|Thermochemistry is the branch of chemistry concerned with the heat evolved or absorbed in a chemical process. Thermochemistry approaches chemical change through the First Law of Thermodynamics, but finds it more convenient to define a state function, the enthalpy, which is the sum of a system's internal energy and the product of its pressure and volume (H = E + PV).|
The enthalpy is an extremely useful construct. We understand from the First Law of Thermodynamics that the heat flow occuring in a process such as mixing, phase change, or chemical reaction must be equal to the combination of internal energy change for the system and thermodynamic work. With the enthalpy change, though, we can describe the heat flow as a change in a single state function, the enthalpy, as long as we model the change over constant pressure. Because enthalpy change is not path dependent, but dependent on change in thermodynamic state, we can derive the extremely useful principle, Hess's Law of Heat Summation, which states that the heat exchange accompanying a transformation is the same whether the process occurs in one or several steps. A large part of skill in Thermochemistry involves imagining pathways for chemical change that help you understand the enthalpy change of a process which may or may not occur by that path.

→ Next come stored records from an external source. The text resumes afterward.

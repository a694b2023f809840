//! LLM web-search providers.
//!
//! Every upstream source implements [`SearchProvider`]. A variant only knows
//! how to call its API and pull the answer text out of the response envelope
//! ([`SearchProvider::fetch_raw`]); the provided [`SearchProvider::search`]
//! hands that text to the shared [`CandidateValidator`] and turns any failure
//! into an empty report so one bad query never sinks a batch.

mod anthropic;
mod openai;
mod perplexity;
mod prompt;

use std::sync::Arc;
use std::time::Duration;

use async_trait::async_trait;
use chrono::Utc;
use reqwest::Client;
use reqwest::header::HeaderMap;
use scholarscout_shared::{
    AppConfig, ProviderEndpointConfig, ProviderKind, Result, ScholarScoutError, resolve_api_key,
};
use scholarscout_validation::{CandidateValidator, ValidationReport};
use serde::Serialize;
use serde::de::DeserializeOwned;
use tracing::{debug, info, warn};

pub use anthropic::AnthropicProvider;
pub use openai::OpenAiProvider;
pub use perplexity::PerplexityProvider;

/// User-Agent string for provider requests.
const USER_AGENT: &str = concat!("ScholarScout/", env!("CARGO_PKG_VERSION"));

/// Longest slice of an error body kept in error messages.
const MAX_ERROR_BODY: usize = 500;

// ---------------------------------------------------------------------------
// Trait
// ---------------------------------------------------------------------------

/// An upstream that answers a search query with free text.
#[async_trait]
pub trait SearchProvider: Send + Sync {
    /// Stable provider name, used in logs and record provenance.
    fn name(&self) -> &str;

    /// Whether the provider has what it needs (an API key) to make calls.
    fn is_configured(&self) -> bool;

    /// Validator applied to this provider's output.
    fn validator(&self) -> &CandidateValidator;

    /// Call the upstream and return the answer text.
    async fn fetch_raw(&self, query: &str) -> Result<String>;

    /// Run one query and validate the answer. Never fails: transport and
    /// envelope errors become an empty report plus a warning.
    async fn search(&self, query: &str) -> ValidationReport {
        match self.fetch_raw(query).await {
            Ok(text) => {
                debug!(provider = self.name(), query, bytes = text.len(), "provider answered");
                self.validator()
                    .validate_response(&text, Utc::now().date_naive())
            }
            Err(e) => {
                warn!(provider = self.name(), query, error = %e, "search failed, continuing with empty result");
                ValidationReport::empty()
            }
        }
    }
}

// ---------------------------------------------------------------------------
// Endpoint (shared HTTP plumbing)
// ---------------------------------------------------------------------------

/// Connection details shared by every provider variant.
#[derive(Debug, Clone)]
pub struct Endpoint {
    api_key: Option<String>,
    model: String,
    base_url: String,
    http: Client,
}

impl Endpoint {
    /// Build from config, reading the API key from the configured env var.
    pub fn from_config(config: &ProviderEndpointConfig, timeout: Duration) -> Result<Self> {
        Self::new(
            resolve_api_key(config),
            &config.model,
            &config.base_url,
            timeout,
        )
    }

    /// Build with an explicit key (or none).
    pub fn new(
        api_key: Option<String>,
        model: &str,
        base_url: &str,
        timeout: Duration,
    ) -> Result<Self> {
        Ok(Self {
            api_key,
            model: model.to_string(),
            base_url: base_url.trim_end_matches('/').to_string(),
            http: build_client(timeout)?,
        })
    }

    pub fn has_key(&self) -> bool {
        self.api_key.is_some()
    }

    pub fn model(&self) -> &str {
        &self.model
    }

    fn key(&self, provider: &str) -> Result<&str> {
        self.api_key.as_deref().ok_or_else(|| {
            ScholarScoutError::config(format!("{provider} has no API key configured"))
        })
    }

    /// POST `body` as JSON to `{base_url}{path}` and decode the JSON reply.
    async fn post_json<B, T>(&self, path: &str, headers: HeaderMap, body: &B) -> Result<T>
    where
        B: Serialize + Sync,
        T: DeserializeOwned,
    {
        let url = format!("{}{path}", self.base_url);

        let response = self
            .http
            .post(&url)
            .headers(headers)
            .json(body)
            .send()
            .await
            .map_err(|e| ScholarScoutError::Network(format!("{url}: {e}")))?;

        let status = response.status();
        if !status.is_success() {
            let text = response.text().await.unwrap_or_default();
            let snippet: String = text.chars().take(MAX_ERROR_BODY).collect();
            return Err(ScholarScoutError::Provider(format!(
                "{url}: HTTP {status}: {snippet}"
            )));
        }

        response
            .json::<T>()
            .await
            .map_err(|e| ScholarScoutError::parse(format!("{url}: unexpected response body: {e}")))
    }
}

/// Build a reqwest client with appropriate settings.
fn build_client(timeout: Duration) -> Result<Client> {
    Client::builder()
        .user_agent(USER_AGENT)
        .timeout(timeout)
        .build()
        .map_err(|e| ScholarScoutError::Network(format!("failed to build HTTP client: {e}")))
}

/// Join text fragments, failing when the envelope carried none.
fn collect_text<'a>(provider: &str, parts: impl Iterator<Item = &'a str>) -> Result<String> {
    let text = parts.collect::<Vec<_>>().join("\n");
    if text.trim().is_empty() {
        return Err(ScholarScoutError::parse(format!(
            "{provider} response contained no text"
        )));
    }
    Ok(text)
}

// ---------------------------------------------------------------------------
// Selection
// ---------------------------------------------------------------------------

/// Build the provider variant for `kind` from config.
pub fn build_provider(kind: ProviderKind, config: &AppConfig) -> Result<Arc<dyn SearchProvider>> {
    let timeout = Duration::from_secs(config.search.request_timeout_secs);
    let endpoint = Endpoint::from_config(config.endpoint(kind), timeout)?;
    let validator = CandidateValidator::new(&config.validation);

    Ok(match kind {
        ProviderKind::Perplexity => Arc::new(PerplexityProvider::new(endpoint, validator)),
        ProviderKind::OpenAi => Arc::new(OpenAiProvider::new(endpoint, validator)),
        ProviderKind::Anthropic => Arc::new(AnthropicProvider::new(endpoint, validator)),
    })
}

/// Pick the provider for this process.
///
/// Tries the preferred provider, then (if `allow_fallback`) the others in
/// declaration order. Fails with a configuration error when none has a key,
/// so a misconfigured deployment stops at startup.
pub fn select_provider(config: &AppConfig) -> Result<Arc<dyn SearchProvider>> {
    let preferred = config.search.provider;
    let mut order = vec![preferred];
    if config.search.allow_fallback {
        order.extend(ProviderKind::ALL.iter().copied().filter(|k| *k != preferred));
    }

    for kind in order {
        let provider = build_provider(kind, config)?;
        if provider.is_configured() {
            if kind != preferred {
                warn!(%preferred, fallback = %kind, "preferred provider has no API key, falling back");
            }
            info!(provider = %kind, "search provider selected");
            return Ok(provider);
        }
        debug!(provider = %kind, env = %config.endpoint(kind).api_key_env, "provider not configured");
    }

    let vars: Vec<&str> = ProviderKind::ALL
        .iter()
        .map(|k| config.endpoint(*k).api_key_env.as_str())
        .collect();
    Err(ScholarScoutError::config(format!(
        "no search provider is configured. Set one of: {}",
        vars.join(", ")
    )))
}

/// Configuration status of every provider, for reporting.
pub fn provider_status(config: &AppConfig) -> Vec<(ProviderKind, bool)> {
    ProviderKind::ALL
        .iter()
        .map(|kind| (*kind, resolve_api_key(config.endpoint(*kind)).is_some()))
        .collect()
}

#[cfg(test)]
pub(crate) mod test_support {
    use chrono::{Days, Utc};
    use serde_json::json;

    /// A provider answer with one valid candidate and one blocklisted one.
    pub fn answer_text() -> String {
        let deadline = Utc::now()
            .date_naive()
            .checked_add_days(Days::new(90))
            .unwrap();
        let items = json!([
            {
                "title": "Knight-Hennessy Scholars Program",
                "organization": "Stanford University",
                "country": "United States",
                "level": "Master",
                "field": "Any",
                "category": "Fully Funded",
                "deadline": deadline.to_string(),
                "description": "Full funding for graduate study at Stanford, including tuition, stipend and travel, with a leadership development programme.",
                "link": "https://knight-hennessy.stanford.edu/admission",
                "amount": "Full cost of attendance",
                "currency": "USD"
            },
            {
                "title": "Study Abroad Mega Scholarship",
                "organization": "Fastweb",
                "country": "United States",
                "level": "Any",
                "field": "Any",
                "category": "Merit-Based",
                "deadline": deadline.to_string(),
                "description": "Aggregated listing from a scholarship search engine that should never be stored as a direct link.",
                "link": "https://www.fastweb.com/college-scholarships",
                "amount": null,
                "currency": null
            }
        ]);
        format!(
            "I searched official sources.\n```json\n{}\n```",
            serde_json::to_string_pretty(&items).unwrap()
        )
    }
}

The sequence of thermochemical reasoning is one of the primary conceptual arcs underlying the understanding of chemistry, so while there may only be a couple of questions that lead to an 'enthalpy change' as an answer, your thermochemical understanding will be in operation throughout the exam. When you learn to see the substances involved in a chemical reaction as a thermodynamic system, you can see any chemical process as a transformation through which internal energy may change, thermodynamic work may be performed, and heat may be evolved or absorbed. Over the next few modules, after we begin making the connections between Thermochemistry and Chemical Thermodynamics, I hope you will concentrate now to have a deeper understanding of spontaneity and chemical equilibrium later.